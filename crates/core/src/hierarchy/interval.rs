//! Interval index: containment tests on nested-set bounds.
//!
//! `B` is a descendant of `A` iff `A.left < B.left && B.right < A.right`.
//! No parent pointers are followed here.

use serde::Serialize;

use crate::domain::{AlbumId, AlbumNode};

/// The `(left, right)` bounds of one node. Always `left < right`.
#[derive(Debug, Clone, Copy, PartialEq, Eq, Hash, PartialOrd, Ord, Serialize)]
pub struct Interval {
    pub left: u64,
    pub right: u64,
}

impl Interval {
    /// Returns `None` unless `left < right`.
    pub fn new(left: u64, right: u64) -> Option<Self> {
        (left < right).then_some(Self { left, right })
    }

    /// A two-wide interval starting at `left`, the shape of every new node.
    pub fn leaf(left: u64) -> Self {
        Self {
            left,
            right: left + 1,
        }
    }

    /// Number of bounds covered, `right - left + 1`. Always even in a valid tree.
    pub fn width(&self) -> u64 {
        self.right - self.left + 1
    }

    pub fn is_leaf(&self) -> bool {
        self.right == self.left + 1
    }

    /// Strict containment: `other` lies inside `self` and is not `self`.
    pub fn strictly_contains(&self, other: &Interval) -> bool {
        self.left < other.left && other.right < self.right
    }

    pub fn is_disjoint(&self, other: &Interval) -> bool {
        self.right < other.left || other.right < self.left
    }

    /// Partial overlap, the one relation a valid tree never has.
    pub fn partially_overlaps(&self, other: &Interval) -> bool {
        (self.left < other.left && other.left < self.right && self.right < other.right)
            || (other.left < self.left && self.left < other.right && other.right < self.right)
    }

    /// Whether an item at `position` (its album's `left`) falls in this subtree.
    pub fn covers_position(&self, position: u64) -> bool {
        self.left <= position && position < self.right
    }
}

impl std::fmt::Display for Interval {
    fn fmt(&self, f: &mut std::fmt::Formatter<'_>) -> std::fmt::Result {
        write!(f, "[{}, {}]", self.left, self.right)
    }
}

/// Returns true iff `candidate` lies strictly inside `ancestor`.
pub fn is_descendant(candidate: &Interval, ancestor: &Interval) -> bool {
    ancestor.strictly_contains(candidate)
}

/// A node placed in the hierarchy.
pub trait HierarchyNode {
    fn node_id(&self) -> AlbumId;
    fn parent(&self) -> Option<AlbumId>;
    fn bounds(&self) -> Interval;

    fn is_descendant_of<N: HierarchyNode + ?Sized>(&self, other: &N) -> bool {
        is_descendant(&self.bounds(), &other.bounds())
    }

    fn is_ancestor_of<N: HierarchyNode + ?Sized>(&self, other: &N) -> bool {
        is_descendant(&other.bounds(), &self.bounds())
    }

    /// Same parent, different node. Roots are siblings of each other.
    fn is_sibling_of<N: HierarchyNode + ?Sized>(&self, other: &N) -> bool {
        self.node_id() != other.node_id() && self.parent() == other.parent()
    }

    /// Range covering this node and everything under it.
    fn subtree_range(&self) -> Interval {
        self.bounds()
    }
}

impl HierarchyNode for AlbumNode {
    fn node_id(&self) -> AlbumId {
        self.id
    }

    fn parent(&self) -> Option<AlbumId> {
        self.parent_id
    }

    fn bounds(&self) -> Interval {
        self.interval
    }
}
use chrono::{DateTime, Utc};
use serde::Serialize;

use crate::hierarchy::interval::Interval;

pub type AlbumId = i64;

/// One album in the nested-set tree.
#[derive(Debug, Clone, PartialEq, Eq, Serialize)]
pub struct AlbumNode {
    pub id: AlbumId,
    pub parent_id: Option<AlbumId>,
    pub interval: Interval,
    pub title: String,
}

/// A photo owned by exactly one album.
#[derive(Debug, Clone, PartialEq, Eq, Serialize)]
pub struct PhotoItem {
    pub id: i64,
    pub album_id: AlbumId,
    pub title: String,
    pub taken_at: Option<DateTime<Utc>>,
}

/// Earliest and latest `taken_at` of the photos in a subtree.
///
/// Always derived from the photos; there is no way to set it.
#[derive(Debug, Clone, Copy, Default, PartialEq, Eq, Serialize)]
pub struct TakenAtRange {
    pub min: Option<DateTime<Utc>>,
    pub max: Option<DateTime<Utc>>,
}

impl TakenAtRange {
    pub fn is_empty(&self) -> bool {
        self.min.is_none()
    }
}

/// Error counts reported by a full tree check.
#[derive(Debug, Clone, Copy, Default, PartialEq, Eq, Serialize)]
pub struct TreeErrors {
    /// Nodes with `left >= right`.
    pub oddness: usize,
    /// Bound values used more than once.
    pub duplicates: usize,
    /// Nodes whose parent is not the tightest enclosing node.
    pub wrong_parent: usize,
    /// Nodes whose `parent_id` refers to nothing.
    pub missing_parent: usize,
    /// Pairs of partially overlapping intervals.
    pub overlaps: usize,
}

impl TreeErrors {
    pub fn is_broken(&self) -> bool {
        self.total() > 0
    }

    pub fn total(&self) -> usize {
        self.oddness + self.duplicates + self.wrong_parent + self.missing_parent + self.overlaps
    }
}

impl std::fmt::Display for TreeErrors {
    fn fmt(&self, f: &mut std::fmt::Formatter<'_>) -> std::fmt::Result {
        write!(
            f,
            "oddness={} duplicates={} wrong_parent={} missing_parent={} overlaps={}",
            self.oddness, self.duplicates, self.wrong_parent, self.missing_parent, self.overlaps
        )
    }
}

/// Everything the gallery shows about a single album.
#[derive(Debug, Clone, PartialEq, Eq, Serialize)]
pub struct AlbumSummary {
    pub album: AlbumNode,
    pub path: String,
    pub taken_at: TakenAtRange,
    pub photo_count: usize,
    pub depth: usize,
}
# # # # #
Task to complete:
Find each line in the data above with the word "oddness", then copy it.

Expected answer:
    pub oddness: usize,
        self.oddness + self.duplicates + self.wrong_parent + self.missing_parent + self.overlaps
            "oddness={} duplicates={} wrong_parent={} missing_parent={} overlaps={}",
            self.oddness, self.duplicates, self.wrong_parent, self.missing_parent, self.overlaps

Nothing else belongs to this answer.